The lawsuit claims Weitz & Luxenberg founding partners Perry Weitz and Arthur Luxenberg, neither of whom is named in the lawsuit, are owners of California Attorney Lending II, alongside DiNardo.
Weitz & Luxenberg’s Gary Klein said Weitz and Luxenberg declined to comment about the lawsuit.
In 2011, California Attorney Lending II provided a $5 million loan to Girardi Keese after negotiating the transfer of cases from bankrupt Masry & Vititoe, the firm made famous from the 2000 movie “Erin Brockovich.” California Attorney Lending II now has an $8.7 million unsecured claim tied to those cases.
In 2018, California Attorney Lending II became more directly involved in Girardi Keese’s financial affairs. To keep the law firm afloat, DiNardo insisted hiring Robert Cohan, of Simba Capital, as its chief restructuring officer, while he helped renegotiate agreements with other lenders.
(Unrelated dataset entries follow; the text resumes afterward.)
//! Article navigation history — linear back/forward stack
//!
//! A linear undo-log over visited articles. Loading a new article while
//! the cursor sits behind the tip discards every forward entry (branch
//! truncation); `back` and `next` only ever move the cursor. Hitting an
//! edge is a defined no-op, not an error.

use serde::{Deserialize, Serialize};

/// One visited article.
#[derive(Debug, Clone, PartialEq, Eq, Serialize, Deserialize)]
pub struct HistoryEntry {
    pub title: String,
    pub language: String,
}

impl HistoryEntry {
    pub fn new(title: impl Into<String>, language: impl Into<String>) -> Self {
        Self {
            title: title.into(),
            language: language.into(),
        }
    }
}

/// Ordered sequence of visited articles plus a cursor.
///
/// Invariant: the cursor is `None` exactly when the history is empty,
/// and `load_new` always leaves it at the tip.
#[derive(Debug, Clone, Default)]
pub struct NavigationHistory {
    entries: Vec<HistoryEntry>,
    cursor: Option<usize>,
}

impl NavigationHistory {
    pub fn new() -> Self {
        Self::default()
    }

    /// Record a freshly loaded article. If the cursor is behind the tip,
    /// every forward entry is discarded first.
    pub fn load_new(&mut self, entry: HistoryEntry) {
        if let Some(cursor) = self.cursor {
            self.entries.truncate(cursor + 1);
        }
        self.entries.push(entry);
        self.cursor = Some(self.entries.len() - 1);
    }

    /// Step back. Returns the entry the cursor now points at, or `None`
    /// when already at the start.
    pub fn back(&mut self) -> Option<&HistoryEntry> {
        match self.cursor {
            Some(cursor) if cursor > 0 => {
                self.cursor = Some(cursor - 1);
                self.entries.get(cursor - 1)
            }
            _ => None,
        }
    }

    /// Step forward. Returns the entry the cursor now points at, or
    /// `None` when already at the tip.
    pub fn next(&mut self) -> Option<&HistoryEntry> {
        match self.cursor {
            Some(cursor) if cursor + 1 < self.entries.len() => {
                self.cursor = Some(cursor + 1);
                self.entries.get(cursor + 1)
            }
            _ => None,
        }
    }

    /// Clear everything. Triggered by a content-language change upstream.
    pub fn reset(&mut self) {
        self.entries.clear();
        self.cursor = None;
    }

    /// The entry under the cursor, if any.
    pub fn current(&self) -> Option<&HistoryEntry> {
        self.cursor.and_then(|c| self.entries.get(c))
    }

    pub fn can_back(&self) -> bool {
        self.cursor.map_or(false, |c| c > 0)
    }

    pub fn can_next(&self) -> bool {
        self.cursor.map_or(false, |c| c + 1 < self.entries.len())
    }

    pub fn len(&self) -> usize {
        self.entries.len()
    }

    pub fn is_empty(&self) -> bool {
        self.entries.is_empty()
    }

    pub fn entries(&self) -> &[HistoryEntry] {
        &self.entries
    }
}

#[cfg(test)]
mod tests {
    use super::*;

    fn entry(title: &str) -> HistoryEntry {
        HistoryEntry::new(title, "en")
    }

    #[test]
    fn starts_empty() {
        let history = NavigationHistory::new();
        assert!(history.is_empty());
        assert!(history.current().is_none());
        assert!(!history.can_back());
        assert!(!history.can_next());
    }

    #[test]
    fn load_new_moves_cursor_to_tip() {
        let mut history = NavigationHistory::new();
        history.load_new(entry("A"));
        history.load_new(entry("B"));
        assert_eq!(history.current().unwrap().title, "B");
        assert!(history.can_back());
        assert!(!history.can_next());
    }

    // === Scenario: back, then a fresh load truncates the forward branch ===
    #[test]
    fn branch_truncation() {
        let mut history = NavigationHistory::new();
        history.load_new(entry("A"));
        history.load_new(entry("B"));

        let back = history.back().cloned();
        assert_eq!(back.unwrap().title, "A");
        assert_eq!(history.current().unwrap().title, "A");

        history.load_new(entry("C"));
        let titles: Vec<&str> = history.entries().iter().map(|e| e.title.as_str()).collect();
        assert_eq!(titles, vec!["A", "C"]);
        assert_eq!(history.current().unwrap().title, "C");

        // next() from the tip is a no-op.
        assert!(history.next().is_none());
        assert_eq!(history.current().unwrap().title, "C");
    }

    #[test]
    fn back_at_start_is_noop() {
        let mut history = NavigationHistory::new();
        history.load_new(entry("A"));
        assert!(history.back().is_none());
        assert_eq!(history.current().unwrap().title, "A");
    }

    #[test]
    fn back_and_next_never_mutate_entries() {
        let mut history = NavigationHistory::new();
        history.load_new(entry("A"));
        history.load_new(entry("B"));
        history.load_new(entry("C"));
        history.back();
        history.back();
        history.next();
        assert_eq!(history.len(), 3);
        assert_eq!(history.current().unwrap().title, "B");
    }

    #[test]
    fn reset_clears_everything() {
        let mut history = NavigationHistory::new();
        history.load_new(entry("A"));
        history.reset();
        assert!(history.is_empty());
        assert!(history.current().is_none());
    }
}
//! Chronomap: Annotated Text Interaction Engine
//!
//! Detects place and year references in article prose, fragments the
//! text around them, and drives the interaction protocol those
//! annotations carry: debounced hover lookups, immediate activation,
//! map and timeline updates, and linear navigation history.
//!
//! # Core Concepts
//!
//! - **Spans**: place and year references located in raw text
//! - **Fragments**: the text split into plain runs and annotated nodes
//! - **Elements**: rendered annotations the controller binds behavior to
//!
//! # Example
//!
//! ```
//! use chronomap::annotate;
//!
//! let nodes = annotate("Visit Paris in the 1920s.");
//! assert_eq!(nodes.len(), 5);
//! ```

pub mod annotate;
pub mod document;
pub mod history;
pub mod interact;
pub mod loader;
pub mod providers;
pub mod session;

pub use annotate::{annotate, ContentNode, ResolvedSpans, Span, SpanKind, YearInfo};
pub use document::{
    AnnotatedElement, ArticleDocument, Block, BlockKind, Inline, LinkAction, RenderedArticle,
    RenderedBlock, RenderedNode,
};
pub use history::{HistoryEntry, NavigationHistory};
pub use interact::{ElementId, Feedback, InteractionController};
pub use loader::{ArticleLoader, LoadError, LoadOutcome, LoadResult, NavState};
pub use providers::{
    ContentProvider, GeoPoint, Geocoder, MapSurface, MemoryContent, MemoryGeocoder, ProviderError,
    ProviderResult, SearchHit, Timeline,
};
pub use session::{SessionContext, Settings};

/// Library version
pub const VERSION: &str = env!("CARGO_PKG_VERSION");
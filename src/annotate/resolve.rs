//! Span resolution — one conflict-free, position-sorted sequence
//!
//! Resolution is by construction, not by a general interval merge: each
//! pattern pass already avoids internal overlap (scanners advance past
//! their own matches; the year cascade shadow-filters by priority), and
//! `detect` drops place candidates that overlap a year span, so era
//! markers that shape like capitalized words are claimed only once.
//! What remains is a stable sort by start offset. A new pattern kind
//! added to the cascade must uphold the same "no internal overlap"
//! contract.

use serde::{Deserialize, Serialize};

use super::span::Span;

/// An ordered sequence of non-overlapping spans sorted by start offset.
///
/// Invariant: for all adjacent spans `i`, `i + 1`:
/// `spans[i].end <= spans[i + 1].start`.
#[derive(Debug, Clone, Default, PartialEq, Serialize, Deserialize)]
pub struct ResolvedSpans(Vec<Span>);

impl ResolvedSpans {
    pub fn iter(&self) -> impl Iterator<Item = &Span> {
        self.0.iter()
    }

    pub fn len(&self) -> usize {
        self.0.len()
    }

    pub fn is_empty(&self) -> bool {
        self.0.is_empty()
    }

    pub fn into_vec(self) -> Vec<Span> {
        self.0
    }
}

/// Merge candidate spans from the pattern passes into a resolved sequence.
///
/// Empty input yields an empty sequence, which downstream consumers read
/// as "no annotation needed".
pub fn resolve(mut candidates: Vec<Span>) -> ResolvedSpans {
    candidates.sort_by_key(|span| span.start);
    debug_assert!(
        candidates
            .windows(2)
            .all(|pair| pair[0].end <= pair[1].start),
        "pattern passes produced overlapping candidates"
    );
    ResolvedSpans(candidates)
}
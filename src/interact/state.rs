//! Per-element interaction state

use serde::{Deserialize, Serialize};
use uuid::Uuid;

use crate::annotate::ContentNode;

use super::schedule::ScheduledTask;

/// Identity of one rendered annotation element.
#[derive(Debug, Clone, Copy, PartialEq, Eq, Hash, Serialize, Deserialize)]
pub struct ElementId(Uuid);

impl ElementId {
    /// Create a new random ElementId
    pub fn new() -> Self {
        Self(Uuid::new_v4())
    }

    pub fn from_uuid(uuid: Uuid) -> Self {
        Self(uuid)
    }
}

impl Default for ElementId {
    fn default() -> Self {
        Self::new()
    }
}

impl std::fmt::Display for ElementId {
    fn fmt(&self, f: &mut std::fmt::Formatter<'_>) -> std::fmt::Result {
        write!(f, "{}", self.0)
    }
}

/// Ephemeral result-state feedback shown on an annotation element.
///
/// Terminal states revert to `Idle` after a fixed display window.
#[derive(Debug, Clone, Copy, PartialEq, Eq, Serialize, Deserialize)]
pub enum Feedback {
    Idle,
    Searching,
    Found,
    NotFound,
    Error,
}

impl Feedback {
    /// True for states that schedule an auto-revert to `Idle`.
    pub fn is_terminal(&self) -> bool {
        matches!(self, Feedback::Found | Feedback::NotFound | Feedback::Error)
    }
}

/// Controller-private state of one bound element.
#[derive(Debug)]
pub(crate) struct BoundElement {
    pub node: ContentNode,
    pub feedback: Feedback,
    /// Year highlight flag; at most one year element is active after a click.
    pub active: bool,
    /// Live hover debounce timer, at most one per element.
    pub debounce: Option<ScheduledTask>,
    /// Pending feedback auto-revert.
    pub revert: Option<ScheduledTask>,
}

impl BoundElement {
    pub fn new(node: ContentNode) -> Self {
        Self {
            node,
            feedback: Feedback::Idle,
            active: false,
            debounce: None,
            revert: None,
        }
    }

    /// Cancel every pending timer this element owns.
    pub fn cancel_timers(&mut self) {
        if let Some(task) = self.debounce.take() {
            task.cancel();
        }
        if let Some(task) = self.revert.take() {
            task.cancel();
        }
    }
}
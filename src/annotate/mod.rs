//! Pure annotation pipeline: pattern cascade, span resolution, fragmenting
//!
//! No IO, no async, no error conditions — every function here is total
//! over string input. The pipeline for one piece of text is
//! `detect` → `resolve` → `fragment`, or [`annotate`] for all three.

mod fragment;
mod pattern;
mod resolve;
mod span;

#[cfg(test)]
mod tests;

pub use fragment::{fragment, ContentNode};
pub use pattern::{
    detect, detect_places, detect_years, BC_MAGNITUDE_MAX, DECADE_MAX, YEAR_MAX, YEAR_MIN,
};
pub use resolve::{resolve, ResolvedSpans};
pub use span::{Span, SpanKind, YearInfo};

/// Run the full pipeline over one piece of text.
pub fn annotate(text: &str) -> Vec<ContentNode> {
    fragment(text, &resolve(detect(text)))
}
//! Shared helpers for the pipeline and interaction test suites:
//! recording map/timeline sinks, a latency-injecting content provider,
//! and sample article builders.

#![allow(dead_code)]

use std::sync::{Arc, Mutex};
use std::time::Duration;

use async_trait::async_trait;

use chronomap::{
    ArticleDocument, ArticleLoader, Block, ContentProvider, Inline, InteractionController,
    MapSurface, MemoryContent, MemoryGeocoder, ProviderResult, SearchHit, SessionContext,
    Settings, Timeline,
};

pub struct RecordingMap {
    pub recenters: Mutex<Vec<(f64, f64, f64)>>,
    pub markers: Mutex<Vec<(f64, f64, String)>>,
}

impl RecordingMap {
    pub fn new() -> Arc<Self> {
        Arc::new(Self {
            recenters: Mutex::new(Vec::new()),
            markers: Mutex::new(Vec::new()),
        })
    }
}

impl MapSurface for RecordingMap {
    fn recenter(&self, lat: f64, lon: f64, zoom: f64) {
        self.recenters.lock().unwrap().push((lat, lon, zoom));
    }

    fn place_marker(&self, lat: f64, lon: f64, label: &str) {
        self.markers.lock().unwrap().push((lat, lon, label.to_string()));
    }
}

pub struct RecordingTimeline {
    pub dates: Mutex<Vec<String>>,
    pub indicators: Mutex<Vec<String>>,
}

impl RecordingTimeline {
    pub fn new() -> Arc<Self> {
        Arc::new(Self {
            dates: Mutex::new(Vec::new()),
            indicators: Mutex::new(Vec::new()),
        })
    }
}

impl Timeline for RecordingTimeline {
    fn set_date(&self, iso_date: &str) {
        self.dates.lock().unwrap().push(iso_date.to_string());
    }

    fn set_indicator(&self, text: &str) {
        self.indicators.lock().unwrap().push(text.to_string());
    }
}

/// Content provider that answers after a fixed delay. Used to overlap
/// in-flight loads deterministically under the paused clock.
pub struct SlowContent {
    inner: MemoryContent,
    delay: Duration,
}

impl SlowContent {
    pub fn new(inner: MemoryContent, delay: Duration) -> Self {
        Self { inner, delay }
    }
}

#[async_trait]
impl ContentProvider for SlowContent {
    async fn search(&self, query: &str, language: &str) -> ProviderResult<Vec<SearchHit>> {
        tokio::time::sleep(self.delay).await;
        self.inner.search(query, language).await
    }

    async fn fetch(&self, title: &str, language: &str) -> ProviderResult<ArticleDocument> {
        tokio::time::sleep(self.delay).await;
        self.inner.fetch(title, language).await
    }
}

pub fn paris_article() -> ArticleDocument {
    ArticleDocument::new("Paris")
        .with_category("Capitals in Europe")
        .with_paragraph("Visit Paris in the 1920s.")
        .with_block(
            Block::paragraph("Twinned with ")
                .with_inline(Inline::Link {
                    href: "/wiki/Rome".to_string(),
                    text: "Rome".to_string(),
                })
                .with_inline(Inline::Image {
                    src: "//upload.wikimedia.org/tower.jpg".to_string(),
                }),
        )
}

pub fn rome_article() -> ArticleDocument {
    ArticleDocument::new("Rome").with_paragraph("Rome was founded in 753 BC.")
}

pub fn lisbon_article() -> ArticleDocument {
    ArticleDocument::new("Lisbon").with_paragraph("Lisbon was rebuilt after 1755.")
}

pub fn default_content() -> MemoryContent {
    MemoryContent::new()
        .with_article("en", paris_article())
        .with_article("en", rome_article())
        .with_article("en", lisbon_article())
}

pub fn default_geocoder() -> MemoryGeocoder {
    MemoryGeocoder::new()
        .with_place("Paris", 48.8566, 2.3522)
        .with_place("Rome", 41.9028, 12.4964)
        .with_place("Lisbon", 38.7223, -9.1393)
}

pub struct Harness {
    pub loader: Arc<ArticleLoader>,
    pub map: Arc<RecordingMap>,
    pub timeline: Arc<RecordingTimeline>,
}

/// Loader wired to recording sinks over the given provider.
pub fn harness(provider: Arc<dyn ContentProvider>) -> Harness {
    let map = RecordingMap::new();
    let timeline = RecordingTimeline::new();
    let settings = Settings::default();
    let controller = InteractionController::new(
        &settings,
        Arc::new(default_geocoder()),
        map.clone(),
        timeline.clone(),
    );
    let loader = Arc::new(ArticleLoader::new(
        SessionContext::new("en"),
        provider,
        controller,
    ));
    Harness {
        loader,
        map,
        timeline,
    }
}

pub fn default_harness() -> Harness {
    harness(Arc::new(default_content()))
}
“The emails evidence that DiNardo had assumed complete control of the negotiations regarding various workout scenarios, and was the only person engaged in those discussions on behalf of Girardi Keese, save and except for input by Cohan,” the suit says.
Elissa Miller of Greenspoon Marder. Courtesy photo
In fact, the suit continues, Girardi Keese already was insolvent by the time the first lawsuit was filed over the 2018 crash of Lion Air 610 in Indonesia. Yet Girardi Keese represented 22 families in that litigation, which Boeing settled in 2020.
At least $2 million of the Lion Air settlements remained missing later that year, when a federal judge issued a contempt order against Girardi and his firm, freezing their assets. The trustee’s lawsuit says Girardi and California Attorney Lending II, under a fee-sharing agreement that violated court orders, had instructed Boeing to wire the firm’s entire $3.5 million fee to the funder.
California Attorney Lending II later reduced its share to half the fees but never returned $1.7 million from those settlements, even though clients were owed $2 million and Girardi Keese’s co-counsel, Edelson, hadn’t been paid $2.5 million in fees, the trustee’s lawsuit says.
Keeping that money “constitutes a crime under California law,” the suit says.
Edelson, earlier this year, filed a racketeering lawsuit that names California Attorney Lending II, as well as two former Girardi Keese partners, the law firm’s former bookkeeper, a consultant and Erika Girardi. Although the racketeering allegations don’t specifically target California Attorney Lending II, the lawsuit alleges the funder had access to Girardi Keese’s books and records and received money from the Lion Air settlements.
Savino, at the time, called Edelson’s lawsuit “truly offensive” and a “smear campaign.”